I dati sono chiari: forte aumento delle neoplasie in Campania! 9,2% tra gli uomini, 12,4 tra le donne. Queste le conseguenze del bombardamento ambientale cui è sottoposta quella che gli antichi romani chiamavano “Campania felix” per via della fertilità delle terre. Da qualche decennio, in quelle stesse terre vengono intombati illegalmente gli scarti industriali nocivi delle aziende di un nord che non solo non si accontenta di trattenere a sé la maggior quota della ricchezza prodotta ma lascia al Sud anche la maggior quota del proprio scarto nocivo produttivo.
Lo smaltimento illecito di rifiuti tossici riguarda in particolar modo la Campania dove l’area tra Acerra, Nola e Marigliano è stata denominata “triangolo della morte” e dove paradossalmente i cittadini dei grandi centri abitati come Napoli sono più al sicuro da malattie rispetto a quelli delle campagne comprese tra il Napoletano e il Casertano. Si tratta della “rotta tirrenica” dei rifiuti speciali che viaggiano da Nord verso Campania e Calabria, ma esistono anche una “rotta adriatica” che punta alla Puglia e una “rotta siciliana”.
È ormai accertato che l’Italia sia crocevia di traffici internazionali di rifiuti, provenienti dai paesi europei e destinati al Corno d’Africa. Ed è proprio a questo affare tra governi dei paesi industrializzati, mafie e massonerie internazionali, che, secondo fondate ipotesi, sono probabilmente legati gli omicidi del 1994 di Ilaria Alpi e Miran Hrovatin in Somalia. Un grosso affare scoperchiato che ha dei nessi con la situazione attuale, in Campania soprattutto ma in tutto il Meridione. A decidere sono sempre i poteri occulti che manovrano i fili dall’alto e stabiliscono destini di intere comunità. E così i traffici continuano mentre di bonifica dei territori inquinati neanche l’ombra.
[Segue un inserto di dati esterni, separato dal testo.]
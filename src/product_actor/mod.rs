//! Product-specific domain logic, including stock management actions.

mod actions;
pub mod entity;
pub mod error;

pub use actions::*;
pub use error::*;
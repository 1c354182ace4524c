use base64::engine::general_purpose::URL_SAFE_NO_PAD;
use base64::Engine;
use chrono::{DateTime, Duration, Utc};
use hmac::{Hmac, Mac};
use rand::RngCore;
use serde::{Deserialize, Serialize};
use sha2::Sha256;
use std::fmt;
use std::sync::Arc;
use thiserror::Error;

use crate::domain::Role;

type HmacSha256 = Hmac<Sha256>;

const HEADER: &str = r#"{"alg":"HS256","typ":"JWT"}"#;
const MAX_TOKEN_LEN: usize = 2048;

#[derive(Debug, Clone, Error, PartialEq, Eq)]
pub enum TokenError {
    #[error("malformed token")]
    Malformed,
    #[error("token signature mismatch")]
    BadSignature,
    #[error("token expired")]
    Expired,
    #[error("token signing failed: {0}")]
    Signing(String),
}

/// Claims carried by a bearer token.
#[derive(Debug, Clone, PartialEq, Eq, Serialize, Deserialize)]
pub struct Claims {
    pub sub: String,
    pub role: Role,
    /// Expiry as Unix seconds.
    pub exp: i64,
}

/// Issues and checks HS256 bearer tokens.
#[derive(Clone)]
pub struct TokenSigner {
    secret: Arc<[u8]>,
    ttl: Duration,
}

impl fmt::Debug for TokenSigner {
    fn fmt(&self, f: &mut fmt::Formatter<'_>) -> fmt::Result {
        f.debug_struct("TokenSigner")
            .field("secret", &"<redacted>")
            .field("ttl", &self.ttl)
            .finish()
    }
}

impl TokenSigner {
    pub fn new(secret: impl AsRef<[u8]>, ttl: Duration) -> Self {
        Self {
            secret: Arc::from(secret.as_ref()),
            ttl,
        }
    }

    pub fn issue(&self, user_id: &str, role: Role) -> Result<String, TokenError> {
        self.issue_at(user_id, role, Utc::now())
    }

    pub fn issue_at(&self, user_id: &str, role: Role, now: DateTime<Utc>) -> Result<String, TokenError> {
        let expires_at = now
            .checked_add_signed(self.ttl)
            .ok_or_else(|| TokenError::Signing("token expiry out of range".to_string()))?;
        let claims = Claims {
            sub: user_id.to_string(),
            role,
            exp: expires_at.timestamp(),
        };
        let claims_json =
            serde_json::to_vec(&claims).map_err(|e| TokenError::Signing(e.to_string()))?;
        let signing_input = format!(
            "{}.{}",
            URL_SAFE_NO_PAD.encode(HEADER),
            URL_SAFE_NO_PAD.encode(claims_json)
        );
        let signature = self.sign(&signing_input)?.finalize().into_bytes();
        Ok(format!("{signing_input}.{}", URL_SAFE_NO_PAD.encode(signature)))
    }

    pub fn verify(&self, token: &str) -> Result<Claims, TokenError> {
        self.verify_at(token, Utc::now())
    }

    pub fn verify_at(&self, token: &str, now: DateTime<Utc>) -> Result<Claims, TokenError> {
        if token.len() > MAX_TOKEN_LEN {
            return Err(TokenError::Malformed);
        }
        let (signing_input, signature) = token.rsplit_once('.').ok_or(TokenError::Malformed)?;
        let (header, claims) = signing_input.split_once('.').ok_or(TokenError::Malformed)?;

        let expected = URL_SAFE_NO_PAD
            .decode(signature)
            .map_err(|_| TokenError::Malformed)?;
        self.sign(signing_input)?
            .verify_slice(&expected)
            .map_err(|_| TokenError::BadSignature)?;

        let header = URL_SAFE_NO_PAD.decode(header).map_err(|_| TokenError::Malformed)?;
        if header != HEADER.as_bytes() {
            return Err(TokenError::Malformed);
        }
        let claims = URL_SAFE_NO_PAD.decode(claims).map_err(|_| TokenError::Malformed)?;
        let claims: Claims = serde_json::from_slice(&claims).map_err(|_| TokenError::Malformed)?;
        if claims.exp <= now.timestamp() {
            return Err(TokenError::Expired);
        }
        Ok(claims)
    }

    fn sign(&self, signing_input: &str) -> Result<HmacSha256, TokenError> {
        let mut mac = HmacSha256::new_from_slice(&self.secret)
            .map_err(|e| TokenError::Signing(e.to_string()))?;
        mac.update(signing_input.as_bytes());
        Ok(mac)
    }
}

/// 32 random bytes, hex encoded. Used when no signing secret is configured.
pub fn random_secret() -> String {
    let mut bytes = [0u8; 32];
    rand::thread_rng().fill_bytes(&mut bytes);
    hex::encode(bytes)
}
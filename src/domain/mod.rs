//! Plain data types for the storefront tables and their request payloads.

pub mod cart;
pub mod order;
pub mod product;
pub mod user;

pub use cart::*;
pub use order::*;
pub use product::*;
pub use user::*;
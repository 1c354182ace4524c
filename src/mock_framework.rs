//! # Mock Framework
//!
//! Utilities for testing clients in isolation.
//!
//! Use [`create_mock_client`] or [`create_mock_store`] to get a client and the
//! receiving end of its channel. The test then plays the actor with helpers
//! like [`expect_get`] or [`expect_place_order`], answering each request with
//! whatever success or failure the scenario needs.

use tokio::sync::mpsc;

use crate::actor_framework::{Entity, ResourceClient, ResourceRequest, Response};
use crate::domain::{Order, OrderCreate, Product};
use crate::order_actor::OrderError;
use crate::product_actor::ProductError;
use crate::store::{StoreClient, StoreRequest};

/// Creates a mock client and a receiver for asserting requests.
pub fn create_mock_client<T: Entity>(
    buffer_size: usize,
) -> (ResourceClient<T>, mpsc::Receiver<ResourceRequest<T>>) {
    let (sender, receiver) = mpsc::channel(buffer_size);
    (ResourceClient::new(sender), receiver)
}

/// Creates a commerce store handle whose requests land on the returned receiver.
pub fn create_mock_store(buffer_size: usize) -> (StoreClient, mpsc::Receiver<StoreRequest>) {
    let (sender, receiver) = mpsc::channel(buffer_size);
    (StoreClient::new(sender), receiver)
}

/// Helper to verify that the next message is a Create request
pub async fn expect_create<T: Entity>(
    receiver: &mut mpsc::Receiver<ResourceRequest<T>>,
) -> Option<(T::CreateParams, Response<T, T::Error>)> {
    match receiver.recv().await {
        Some(ResourceRequest::Create { params, respond_to }) => Some((params, respond_to)),
        _ => None,
    }
}

/// Helper to verify that the next message is a Get request
pub async fn expect_get<T: Entity>(
    receiver: &mut mpsc::Receiver<ResourceRequest<T>>,
) -> Option<(T::Id, Response<Option<T>, T::Error>)> {
    match receiver.recv().await {
        Some(ResourceRequest::Get { id, respond_to }) => Some((id, respond_to)),
        _ => None,
    }
}

/// Helper to verify that the next message is an Action request
pub async fn expect_action<T: Entity>(
    receiver: &mut mpsc::Receiver<ResourceRequest<T>>,
) -> Option<(T::Id, T::Action, Response<T::ActionResult, T::Error>)> {
    match receiver.recv().await {
        Some(ResourceRequest::Action { id, action, respond_to }) => Some((id, action, respond_to)),
        _ => None,
    }
}

/// Helper to verify that the next store message is a product Get
pub async fn expect_product_get(
    receiver: &mut mpsc::Receiver<StoreRequest>,
) -> Option<(String, Response<Option<Product>, ProductError>)> {
    match receiver.recv().await {
        Some(StoreRequest::Products(ResourceRequest::Get { id, respond_to })) => Some((id, respond_to)),
        _ => None,
    }
}

/// Helper to verify that the next store message is an order transaction
pub async fn expect_place_order(
    receiver: &mut mpsc::Receiver<StoreRequest>,
) -> Option<(OrderCreate, Response<Order, OrderError>)> {
    match receiver.recv().await {
        Some(StoreRequest::PlaceOrder { order, respond_to }) => Some((order, respond_to)),
        _ => None,
    }
}

#[cfg(test)]
mod tests {
    use super::*;
    use crate::domain::{Language, Role, User, UserCreate};
    use chrono::Utc;

    #[tokio::test]
    async fn test_mock_client() {
        let (client, mut receiver) = create_mock_client::<User>(10);

        // Test Create
        let create_task = tokio::spawn(async move {
            let user = UserCreate {
                username: "test".to_string(),
                email: "test@example.com".to_string(),
                password_hash: "hash".to_string(),
                role: Role::Customer,
                preferred_language: Language::En,
            };
            client.create(user).await
        });

        let (payload, responder) = expect_create(&mut receiver).await.expect("Expected Create request");
        assert_eq!(payload.username, "test");
        let user = User {
            id: "user_1".to_string(),
            username: payload.username,
            email: payload.email,
            password_hash: payload.password_hash,
            role: payload.role,
            preferred_language: payload.preferred_language,
            created_at: Utc::now(),
        };
        responder.send(Ok(user.clone())).unwrap();

        let result = create_task.await.unwrap();
        assert_eq!(result, Ok(user));
    }
}
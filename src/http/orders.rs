use axum::extract::{Path, State};
use axum::http::StatusCode;
use axum::{Extension, Json};
use serde::Deserialize;
use tracing::instrument;

use super::{ApiError, AppState, AuthUser};
use crate::domain::{LineRequest, Order, OrderStatusUpdate, ShippingInfo};

/// Body of `POST /orders`.
#[derive(Debug, Deserialize)]
pub struct PlaceOrderRequest {
    pub items: Vec<LineRequest>,
    #[serde(default)]
    pub shipping: ShippingInfo,
}

#[instrument(skip(state, body), fields(user_id = %user.user_id))]
pub async fn place_order(
    State(state): State<AppState>,
    Extension(user): Extension<AuthUser>,
    Json(body): Json<PlaceOrderRequest>,
) -> Result<(StatusCode, Json<Order>), ApiError> {
    let order = state
        .orders
        .place_order(user.user_id, body.items, body.shipping)
        .await?;
    Ok((StatusCode::CREATED, Json(order)))
}

#[instrument(skip(state), fields(user_id = %user.user_id))]
pub async fn list_my_orders(
    State(state): State<AppState>,
    Extension(user): Extension<AuthUser>,
) -> Result<Json<Vec<Order>>, ApiError> {
    Ok(Json(state.orders.list_orders_for_user(user.user_id).await?))
}

#[instrument(skip(state), fields(user_id = %user.user_id))]
pub async fn get_my_order(
    State(state): State<AppState>,
    Extension(user): Extension<AuthUser>,
    Path(id): Path<String>,
) -> Result<Json<Order>, ApiError> {
    Ok(Json(state.orders.get_order_for_user(user.user_id, id).await?))
}

#[instrument(skip(state))]
pub async fn list_all_orders(State(state): State<AppState>) -> Result<Json<Vec<Order>>, ApiError> {
    Ok(Json(state.orders.list_all_orders().await?))
}

/// Admin override: any status may replace any other.
#[instrument(skip(state))]
pub async fn update_order_status(
    State(state): State<AppState>,
    Path(id): Path<String>,
    Json(update): Json<OrderStatusUpdate>,
) -> Result<Json<Order>, ApiError> {
    Ok(Json(state.orders.update_status(id, update.status).await?))
}
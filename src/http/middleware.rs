use axum::extract::{Request, State};
use axum::http::header::AUTHORIZATION;
use axum::http::HeaderMap;
use axum::middleware::Next;
use axum::response::Response;
use tracing::{debug, warn};

use super::error::ApiError;
use super::AppState;
use crate::domain::Role;

/// Caller identity taken from a verified bearer token.
#[derive(Debug, Clone, PartialEq, Eq)]
pub struct AuthUser {
    pub user_id: String,
    pub role: Role,
}

/// Rejects requests without a valid bearer token and stores the caller in
/// the request extensions.
pub async fn require_auth(
    State(state): State<AppState>,
    mut request: Request,
    next: Next,
) -> Result<Response, ApiError> {
    let token = bearer_token(request.headers())
        .ok_or_else(|| ApiError::Unauthorized("missing bearer token".to_string()))?;
    let claims = state.accounts.authenticate(token).inspect_err(|e| {
        warn!(error = %e, "Bearer token rejected");
    })?;
    debug!(user_id = %claims.sub, role = %claims.role, "Authenticated");
    request.extensions_mut().insert(AuthUser {
        user_id: claims.sub,
        role: claims.role,
    });
    Ok(next.run(request).await)
}

/// Runs after [`require_auth`]; the state is the role the route requires.
pub async fn require_role(
    State(required): State<Role>,
    request: Request,
    next: Next,
) -> Result<Response, ApiError> {
    let user = request
        .extensions()
        .get::<AuthUser>()
        .ok_or_else(|| ApiError::Unauthorized("not authenticated".to_string()))?;
    if user.role != required {
        warn!(user_id = %user.user_id, role = %user.role, %required, "Role check failed");
        return Err(ApiError::Forbidden(format!("{required} role required")));
    }
    Ok(next.run(request).await)
}

fn bearer_token(headers: &HeaderMap) -> Option<&str> {
    headers
        .get(AUTHORIZATION)?
        .to_str()
        .ok()?
        .strip_prefix("Bearer ")
        .map(str::trim)
        .filter(|token| !token.is_empty())
}
/// Generates `get_<entity>` and `list_<entities>` on a client holding an
/// `inner: ResourceClient<..>` field.
#[macro_export]
macro_rules! impl_client_methods {
    ($client_name:ident, $entity:ty, $id:ty, $error:ty, $entity_name_snake:ident, $plural_snake:ident) => {
        paste::paste! {
            #[allow(dead_code)]
            impl $client_name {
                #[tracing::instrument(skip(self))]
                pub async fn [<get_ $entity_name_snake>](&self, id: $id) -> Result<Option<$entity>, $error> {
                    tracing::debug!("Sending request");
                    self.inner.get(id).await
                }

                #[tracing::instrument(skip(self, filter))]
                pub async fn [<list_ $plural_snake>](
                    &self,
                    filter: $crate::actor_framework::Filter<$entity>,
                ) -> Result<Vec<$entity>, $error> {
                    tracing::debug!("Sending request");
                    self.inner.list(filter).await
                }
            }
        }
    };
}
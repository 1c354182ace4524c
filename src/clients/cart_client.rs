use tracing::{debug, info, instrument};

use crate::actor_framework::{Filter, ResourceClient};
use crate::cart_actor::{CartAction, CartError};
use crate::clients::ProductClient;
use crate::domain::{AddToCart, CartCreate, CartEntry, CartKey, CartPatch};
use crate::product_actor::ProductError;

/// Client for the cart table. Adding a product that is already in the cart
/// raises its quantity instead of creating a second row.
#[derive(Clone)]
pub struct CartClient {
    inner: ResourceClient<CartEntry>,
    product_client: ProductClient,
}

impl_client_methods!(CartClient, CartEntry, CartKey, CartError, cart_entry, cart_entries);

impl CartClient {
    pub fn new(inner: ResourceClient<CartEntry>, product_client: ProductClient) -> Self {
        Self {
            inner,
            product_client,
        }
    }

    #[instrument(skip(self))]
    pub async fn list_cart(&self, user_id: String) -> Result<Vec<CartEntry>, CartError> {
        let mut entries = self
            .list_cart_entries(Filter::new(move |e: &CartEntry| e.key.user_id == user_id))
            .await?;
        entries.sort_by(|a, b| a.added_at.cmp(&b.added_at));
        Ok(entries)
    }

    #[instrument(skip(self, request), fields(product_id = %request.product_id, quantity = request.quantity))]
    pub async fn add_to_cart(&self, user_id: String, request: AddToCart) -> Result<CartEntry, CartError> {
        if request.quantity == 0 {
            return Err(CartError::InvalidQuantity(0));
        }
        match self.product_client.get_product(request.product_id.clone()).await {
            Ok(Some(_)) => {}
            Ok(None) => return Err(CartError::ProductNotFound(request.product_id)),
            Err(ProductError::NotFound(id)) => return Err(CartError::ProductNotFound(id)),
            Err(e) => return Err(CartError::ActorCommunicationError(e.to_string())),
        }

        let key = CartKey::new(user_id, request.product_id);
        let patch = CartPatch {
            quantity: None,
            size: request.size.clone(),
            color: request.color.clone(),
        };
        if self.get_cart_entry(key.clone()).await?.is_none() {
            let params = CartCreate {
                key: key.clone(),
                quantity: request.quantity,
                size: request.size,
                color: request.color,
            };
            // A concurrent add for the same key may win the insert; fall
            // through to the increment in that case.
            match self.inner.create(params).await {
                Ok(entry) => {
                    info!(key = %entry.key, "Added to cart");
                    return Ok(entry);
                }
                Err(CartError::AlreadyExists(_)) => {}
                Err(e) => return Err(e),
            }
        }

        let quantity = self
            .inner
            .perform_action(key.clone(), CartAction::AddQuantity(request.quantity))
            .await?;
        debug!(key = %key, quantity, "Cart quantity increased");
        self.inner.update(key, patch).await
    }

    #[instrument(skip(self, patch))]
    pub async fn update_cart_item(
        &self,
        user_id: String,
        product_id: String,
        patch: CartPatch,
    ) -> Result<CartEntry, CartError> {
        self.inner.update(CartKey::new(user_id, product_id), patch).await
    }

    #[instrument(skip(self))]
    pub async fn remove_cart_item(&self, user_id: String, product_id: String) -> Result<(), CartError> {
        self.inner.delete(CartKey::new(user_id, product_id)).await
    }

    #[instrument(skip(self))]
    pub async fn clear_cart(&self, user_id: String) -> Result<usize, CartError> {
        let removed = self
            .inner
            .delete_where(Filter::new(move |e: &CartEntry| e.key.user_id == user_id))
            .await?;
        info!(removed, "Cart cleared");
        Ok(removed)
    }
}
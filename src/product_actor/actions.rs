use crate::domain::Product;

/// Custom actions for Product entities.
///
/// These actions represent domain-specific operations that can be performed
/// on a product beyond standard CRUD operations.
#[derive(Debug, Clone)]
pub enum ProductAction {
    /// Removes sold units from stock.
    ///
    /// # Errors
    /// Fails with `InsufficientStock` when fewer units are available than requested.
    DecrementStock(u32),
    /// Counts one catalog page view.
    RecordView,
}

/// Results from ProductActions - variants match 1:1 with ProductAction
#[derive(Debug, Clone)]
pub enum ProductActionResult {
    /// Stock left after the decrement.
    DecrementStock(u32),
    RecordView(Product),
}
use tracing_subscriber::EnvFilter;

const DEFAULT_FILTER: &str = "storefront=info,tower_http=info";

/// Installs the global `fmt` subscriber. `RUST_LOG` overrides the default
/// filter. Safe to call more than once.
pub fn setup_tracing() {
    let filter = EnvFilter::try_from_default_env().unwrap_or_else(|_| EnvFilter::new(DEFAULT_FILTER));
    let _ = tracing_subscriber::fmt()
        .with_env_filter(filter)
        .with_target(true)
        .try_init();
}
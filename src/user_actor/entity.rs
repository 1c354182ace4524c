use chrono::{DateTime, Utc};

use super::error::UserError;
use crate::actor_framework::Entity;
use crate::domain::{PasswordResetToken, ResetTokenCreate, User, UserCreate, UserPatch};

impl Entity for User {
    const NAME: &'static str = "users";
    type Id = String;
    type CreateParams = UserCreate;
    type Patch = UserPatch;
    type Action = ();
    type ActionResult = ();
    type Error = UserError;

    fn id(&self) -> &String {
        &self.id
    }

    /// Creates a new User from creation parameters.
    ///
    /// # Errors
    /// Rejects a blank username, a username containing `@` (it would read
    /// as an email at login), or an email without `@`.
    fn from_create_params(id: String, params: UserCreate) -> Result<Self, UserError> {
        let username = params.username.trim().to_string();
        let email = params.email.trim().to_string();
        if username.is_empty() {
            return Err(UserError::ValidationError("Username required".to_string()));
        }
        if username.contains('@') {
            return Err(UserError::ValidationError("Username must not contain '@'".to_string()));
        }
        if !email.contains('@') {
            return Err(UserError::ValidationError("Valid email required".to_string()));
        }
        Ok(Self {
            id,
            username,
            email,
            password_hash: params.password_hash,
            role: params.role,
            preferred_language: params.preferred_language,
            created_at: Utc::now(),
        })
    }

    /// Usernames and emails are unique, ignoring case.
    fn conflicts_with(&self, existing: &Self) -> bool {
        existing.username.eq_ignore_ascii_case(&self.username)
            || existing.email.eq_ignore_ascii_case(&self.email)
    }

    fn on_update(&mut self, patch: UserPatch) -> Result<(), UserError> {
        if let Some(password_hash) = patch.password_hash {
            self.password_hash = password_hash;
        }
        if let Some(language) = patch.preferred_language {
            self.preferred_language = language;
        }
        Ok(())
    }

    fn handle_action(&mut self, _action: ()) -> Result<(), UserError> {
        Ok(())
    }
}

#[derive(Debug, Clone)]
pub enum ResetTokenAction {
    /// Marks the token used and returns its user id.
    Redeem { now: DateTime<Utc> },
}

impl Entity for PasswordResetToken {
    const NAME: &'static str = "password_reset_tokens";
    type Id = String;
    type CreateParams = ResetTokenCreate;
    type Patch = ();
    type Action = ResetTokenAction;
    type ActionResult = String;
    type Error = UserError;

    fn id(&self) -> &String {
        &self.token
    }

    fn natural_id(params: &ResetTokenCreate) -> Option<String> {
        Some(params.token.clone())
    }

    fn from_create_params(token: String, params: ResetTokenCreate) -> Result<Self, UserError> {
        Ok(Self {
            token,
            user_id: params.user_id,
            expires_at: params.expires_at,
            used: false,
        })
    }

    fn on_update(&mut self, _patch: ()) -> Result<(), UserError> {
        Ok(())
    }

    fn handle_action(&mut self, action: ResetTokenAction) -> Result<String, UserError> {
        match action {
            ResetTokenAction::Redeem { now } => {
                if self.used {
                    return Err(UserError::InvalidResetToken("token already used".to_string()));
                }
                if now >= self.expires_at {
                    return Err(UserError::InvalidResetToken("token expired".to_string()));
                }
                self.used = true;
                Ok(self.user_id.clone())
            }
        }
    }
}
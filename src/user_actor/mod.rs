//! Account rows: users and their password-reset tokens.

pub mod entity;
pub mod error;

pub use entity::ResetTokenAction;
pub use error::*;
Solo la miopia della disinformazione può indurre a pensare che l’emergenza rifiuti di Napoli sia il frutto dell’inciviltà dei cittadini che pure in situazioni di degrado diffuso finiscono per degenerare le proprie abitudini. Quel fenomeno non dipendeva dalla gente ma da qualcosa di più grande stabilito a tavolino decenni fa. Roberto Saviano ha provato a spiegarlo alla nazione ma qualcuno continua a fare orecchie da mercante. Ma se il centro di Napoli è ora libero da quella vergogna, i campani e i meridionali sono purtroppo chiamati a fare i conti con un disastro ambientale di cui non sono responsabili, subendone però  umiliazione, frustrazione e accanimento razziale da parte di chi accusa le vittime e non i carnefici, perchè di veri e propri carnefici si tratta. Malformazioni, infertilità, malattie e morti precoci sono già il conto che il Sud sta pagando e che diventerà sempre più salato nel prossimo futuro e in quello più remoto dei nostri figli. Solo che queste morti sono silenziose, non fanno rumore come una nave che affonda o una sparatoria tra pregiudicati. Ma la gente deve sapere cosa è accaduto, cosa sta accadendo e cosa accadrà.